I regard it as the most remarkable demonstration of human technical ingenuity and commitment so far in our history. I don’t think it will be “easy” with our current technology and social structure to repeat it. I don’t think it will be a “given” that we can successfully return to the surface of the Moon. Why I think it may not be possible to repeat this success is that that project required the unequivocal commitment to success by thousands of scientists, engineers and technicians along with the political will to make the project succeed. I teach students today and find very few, if any at all, who would seem to be open to the necessary commitment to this project. There are students who are equivalently committed to other projects like, for example, Medecins Sans Frontieres. But I don’t see students or mature engineers or technicians – there are some aging scientists who do but then the project requires engineering and political commitment beyond science – committing to a decade of intense work that would be necessary to success. I don’t see many engineers whose goal is to make such an engineering statement as the Apollo project was; I see students who are chasing the financial rewards of careers. Our society has changed. It has become remarkably more individually greedy. The attitude of “We can do it!” is lost, I think. I think it is replaced by “I can make it!” where making it is no deeper than a house in Westmount and a Mercedes Benz.

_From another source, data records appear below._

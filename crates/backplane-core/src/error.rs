//! Common error types for backend probes and command execution

use thiserror::Error;

/// Result type for backend operations
pub type BackendResult<T> = Result<T, BackendError>;

/// Errors that can occur while probing or querying a backend
#[derive(Debug, Clone, PartialEq, Eq, Error)]
pub enum BackendError {
    /// The backend did not answer within the allotted time
    #[error("Connection timed out: {0}")]
    ConnectionTimeout(String),

    /// The backend actively refused the connection (or could not be reached)
    #[error("Connection refused: {0}")]
    ConnectionRefused(String),

    /// No backend is registered under this name
    #[error("Unknown backend: {0}")]
    UnknownBackend(String),

    /// The backend is registered but currently reported unhealthy
    #[error("Backend unavailable: {name} ({detail})")]
    BackendUnavailable {
        /// Backend name
        name: String,
        /// Last health check detail
        detail: String,
    },

    /// The command is outside the backend's allow-list or malformed
    #[error("Command rejected at '{token}': {reason}")]
    CommandRejected {
        /// The offending token (verb or argument)
        token: String,
        /// Why it was rejected
        reason: String,
    },

    /// The backend failed while executing a valid command
    #[error("Backend execution error: {0}")]
    BackendExecution(String),
}

impl BackendError {
    /// Build a `CommandRejected` error for a token
    pub fn rejected(token: impl Into<String>, reason: impl Into<String>) -> Self {
        BackendError::CommandRejected {
            token: token.into(),
            reason: reason.into(),
        }
    }

    /// Returns the HTTP status code for this error
    pub fn status_code(&self) -> u16 {
        match self {
            BackendError::ConnectionTimeout(_) => 504,
            BackendError::ConnectionRefused(_) => 503,
            BackendError::UnknownBackend(_) => 404,
            BackendError::BackendUnavailable { .. } => 503,
            BackendError::CommandRejected { .. } => 400,
            BackendError::BackendExecution(_) => 502,
        }
    }

    /// Stable machine-readable name of the error kind
    pub fn kind(&self) -> &'static str {
        match self {
            BackendError::ConnectionTimeout(_) => "connection_timeout",
            BackendError::ConnectionRefused(_) => "connection_refused",
            BackendError::UnknownBackend(_) => "unknown_backend",
            BackendError::BackendUnavailable { .. } => "backend_unavailable",
            BackendError::CommandRejected { .. } => "command_rejected",
            BackendError::BackendExecution(_) => "backend_execution_error",
        }
    }
}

The 1960s were, in my opinion, a remarkably and innocently, perhaps, idealistic period in human history and everyone was idealistically affected. Engineers were idealists; scientists were and some still are. There was political idealism, left and right, that has not been recovered. The politics, and one might see the political drive for Apollo as a rightist politic, merged with the idealism of the engineers and scientists and the youth of the land who were largely political opposed to most pieces of the rightist agenda – the war focusing the opposition. Still, showing the Soviets that the technical power of the US was superior to theirs – this being the real goal of Apollo – joined the spectrum in common cause. I don’t think it can be done again.